The neighborhood nestled on Graham Mesa is a favorite of trick-or-treaters in the small western Garfield County city. 

“We never had any aspiration of a haunted house, we had recently moved in and wanted to be a little different,” David Hall said.

David said the first year instead of answering the kids at the front door; they opened up their plastic lined garage, covered in glow in the dark paint and black lights. 

They had a large bowl full of candy and hot chocolate to serve as trick-or-treaters filed through.

“Kids would just walk in and walk out; we were in costume. We did that for a couple of years and decided to bring it out to our backyard,” David said.

For nearly two decades David and Katie Hall have been inviting families into their home for a little candy and a lot of scares as part of haunted holiday. (Kyle Mills / Citizen Telegram)
Buy Photo

Once they expanded into the backyard the ideas began to flow for the Halls.

With the help of a friend and an air hose hiding just outside of the garage, the scaring of trick-or-treaters began.

“As soon as we did that, it was like a drug, people’s reactions were so funny,” David said.

From that point the Halls decided they had to go bigger the next year.

With the help of friends, neighbors, and the community the Hall’s spend countless hours building the maze through their backyard every October.

WIth help from the community, friends and family members, the Halls spend countless hours prepping their backyard for Halloween. (Kyle Mills / Citizen Telegram)
Buy Photo

Like a spider weaving its web, slowly the Halls added new frights, growing bigger and more scary with each Halloween.

“All of our beautiful friends that help out and volunteer, all bring a bag of candy each,” Katie said. “The thing I love the most is just seeing all the community help, because nobody has to do it.”

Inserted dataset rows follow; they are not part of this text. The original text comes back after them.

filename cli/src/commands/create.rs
//! CREATE command - Create a new note.

use anyhow::Result;
use clap::Args;
use colored::Colorize;
use notes_core::NoteId;
use serde::{Deserialize, Serialize};

use super::{HumanReadable, make_request, output};

/// Arguments for the create command.
#[derive(Args)]
pub struct CreateArgs {
    /// Note title
    pub title: String,

    /// Note content (may be empty)
    pub content: String,
}

/// Request body for creating a note.
#[derive(Serialize)]
struct CreateNoteRequest {
    title: String,
    content: String,
}

/// Response from creating a note.
#[derive(Debug, Deserialize, Serialize)]
pub struct CreateNoteResponse {
    pub note_id: NoteId,
    pub message: String,
}

impl HumanReadable for CreateNoteResponse {
    fn print_human(&self) {
        println!("{}", self.message.green().bold());
        println!("  {} {}", "ID:".cyan(), self.note_id);
    }
}

/// Execute the create command.
pub async fn execute(
    client: &reqwest::Client,
    base_url: &str,
    human: bool,
    args: CreateArgs,
) -> Result<()> {
    let url = format!("{}/notes", base_url);

    let request_body = CreateNoteRequest {
        title: args.title,
        content: args.content,
    };

    let response: CreateNoteResponse = make_request(client.post(&url).json(&request_body)).await?;

    output(&response, human)
}
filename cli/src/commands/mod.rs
//! Command implementations for the notes CLI.
//!
//! Each command module provides:
//! - Args struct for clap argument parsing
//! - execute() function that performs the command
//! - Human-readable and JSON output formatting

pub mod create;
pub mod delete;
pub mod list;
pub mod read;
pub mod update;

use anyhow::Result;
use colored::Colorize;
use notes_core::Note;
use serde::Serialize;

/// Common error type for HTTP requests.
#[derive(Debug, thiserror::Error)]
pub enum CliError {
    #[error("HTTP request failed: {0}")]
    Http(#[from] reqwest::Error),

    #[error("Server error ({status}): {message}")]
    Server { status: u16, message: String },
}

/// Build the HTTP client shared by all commands.
pub fn build_client() -> Result<reqwest::Client> {
    let client = reqwest::Client::builder()
        .user_agent(concat!("notes-cli/", env!("CARGO_PKG_VERSION")))
        .build()?;
    Ok(client)
}

/// Print output in JSON or human-readable format.
pub fn output<T: Serialize + HumanReadable>(value: &T, human: bool) -> Result<()> {
    if human {
        value.print_human();
    } else {
        println!("{}", serde_json::to_string_pretty(value)?);
    }
    Ok(())
}

/// Trait for types that can be printed in human-readable format.
pub trait HumanReadable {
    fn print_human(&self);
}

impl HumanReadable for Note {
    fn print_human(&self) {
        println!("{} {}", format!("#{}", self.id).cyan().bold(), self.title.bold());
        if self.content.is_empty() {
            println!("  {}", "(empty)".dimmed());
        } else {
            for line in self.content.lines() {
                println!("  {}", line);
            }
        }
    }
}

/// Send a request and decode the JSON response.
///
/// Non-success responses become [`CliError::Server`], using the server's
/// `{"error": "..."}` message when the body has one.
pub async fn make_request<T: serde::de::DeserializeOwned>(
    request: reqwest::RequestBuilder,
) -> Result<T, CliError> {
    let response = request.send().await?;
    let status = response.status();

    if status.is_success() {
        let body = response.json::<T>().await?;
        Ok(body)
    } else {
        let body = response.text().await.unwrap_or_default();
        Err(CliError::Server {
            status: status.as_u16(),
            message: error_message(&body),
        })
    }
}

/// Extract the `error` member of a JSON error body, or fall back to the raw text.
fn error_message(body: &str) -> String {
    serde_json::from_str::<serde_json::Value>(body)
        .ok()
        .and_then(|json| json.get("error").and_then(|v| v.as_str()).map(str::to_string))
        .unwrap_or_else(|| body.to_string())
}

/// Truncate a string for display, adding ellipsis if needed.
pub fn truncate(s: &str, max_chars: usize) -> String {
    if s.chars().count() <= max_chars {
        s.to_string()
    } else {
        let kept: String = s.chars().take(max_chars.saturating_sub(3)).collect();
        format!("{}...", kept)
    }
}

#[cfg(test)]
mod tests {
    use super::*;

    #[test]
    fn test_error_message_from_json() {
        assert_eq!(error_message(r#"{"error":"Note not found"}"#), "Note not found");
    }

    #[test]
    fn test_error_message_fallback() {
        assert_eq!(error_message(""), "");
        assert_eq!(error_message("Bad Gateway"), "Bad Gateway");
        assert_eq!(error_message(r#"{"detail":"x"}"#), r#"{"detail":"x"}"#);
    }

    #[test]
    fn test_truncate() {
        assert_eq!(truncate("short", 10), "short");
        assert_eq!(truncate("abcdefghijkl", 8), "abcde...");
        assert_eq!(truncate("ééééééé", 5), "éé...");
    }
}
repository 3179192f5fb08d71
//! HTTP middleware.

pub mod request_id;
//! Router assembly with the middleware stack.

use axum::{Router, middleware};
use tower_http::cors::{Any, CorsLayer};
use tower_http::trace::TraceLayer;

use crate::config::CorsOrigins;
use crate::middleware::request_id::{propagate_request_id, request_id_layer};
use crate::routes;
use crate::state::AppState;

/// Build the application: routes plus request-id, CORS and tracing layers.
pub fn build_app(state: AppState) -> Router {
    let cors = build_cors_layer(&state.config().cors_allowed_origins);

    routes::build_router(state)
        .layer(middleware::from_fn(propagate_request_id))
        .layer(request_id_layer())
        .layer(cors)
        .layer(TraceLayer::new_for_http())
}

/// Build CORS layer from configuration.
fn build_cors_layer(origins: &CorsOrigins) -> CorsLayer {
    let layer = CorsLayer::new().allow_methods(Any).allow_headers(Any);

    match origins {
        CorsOrigins::Any => layer.allow_origin(Any),
        CorsOrigins::List(list) => layer.allow_origin(list.clone()),
    }
}
//! notes-server: HTTP API server for the notes service
//!
//! This crate provides:
//! - [`NoteService`], the create/list/get/update/delete operations with
//!   payload validation and typed errors
//! - REST endpoints under `/notes` plus `/health`
//! - JSON error responses of the form `{"error": "..."}`
//!
//! # Architecture
//!
//! The server is built on Axum with a middleware stack for:
//! - Request tracing and logging
//! - CORS handling
//! - Request ID generation
//!
//! The storage backend is injected as an `Arc<dyn NoteRepository>` through
//! [`AppState`]; nothing else is shared between requests.
//!
//! # Usage
//!
//! ```rust,ignore
//! use std::sync::Arc;
//! use notes_server::{app::build_app, AppState, ServerConfig};
//! use notes_store::{Store, StoreConfig};
//!
//! let store = Store::connect(StoreConfig::from_env()?).await?;
//! let state = AppState::new(Arc::new(store), ServerConfig::from_env()?);
//! let app = build_app(state);
//! ```

pub mod app;
pub mod config;
pub mod error;
pub mod extract;
pub mod middleware;
pub mod routes;
pub mod service;
pub mod state;

// Re-exports for convenience
pub use config::{ConfigError, ServerConfig};
pub use error::{ApiError, ApiResult};
pub use service::{NoteService, ServiceError};
pub use state::AppState;

// Re-export dependent crates
pub use notes_core;
pub use notes_store;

Using shade awnings to cover scare rooms from the always-unpredictable Colorado weather means the house can be haunted rain, snow or shine.

With the help of 15 canopies the Hall’s turn their backyard into a haunted good time every Halloween in Rifle. (Kyle Mills / Citizen Telegram)
Buy Photo

What started with a couple awnings in their back yard has escalated to 15 covering the whole yard.

“I never ever thought it would take the whole yard, just with the elevation changes alone, but year after year it’s got to be better than the one before,” David said.

“I don’t want the kids to say, well that was the same as last year. That’s absolutely the worst thing we could ever hear.”

With the help of 20 loyal friends the Halls spent the final weekend before designing room in the maze and preparing for the pending weather.

This year the Halloween House will open 2-5 p.m. Thursday for a daytime walkthrough for the little children that might be too afraid to pass through at night.

After a two-hour break and with volunteers in place the scaring will begin around 7 p.m., and stay open until the last brave soul dares to make their way though the haunted house.

Up until three years ago the haunted house was only open Halloween for five hours.

With an average of nearly 1,000 visitors the Hall’s found that the demand has been too high and one night didn’t quench the Hall’s emotional investment in the event.

“Last year total we had about 1,500 between both nights,” Katie said.

Tiffany Klausing, left, and Jamise Baker work on a clown mask for the backyard haunted house in Rifle. (Kyle Mills / Citizen Telegram)
Buy Photo

The Halls estimate they spend between $1500-$2500 every year on setup, new animatronics, severed headed, creepy spider and more.

Even with the costs of putting the event on the Hall’s continue to have free admission for the haunted house only welcoming for donations.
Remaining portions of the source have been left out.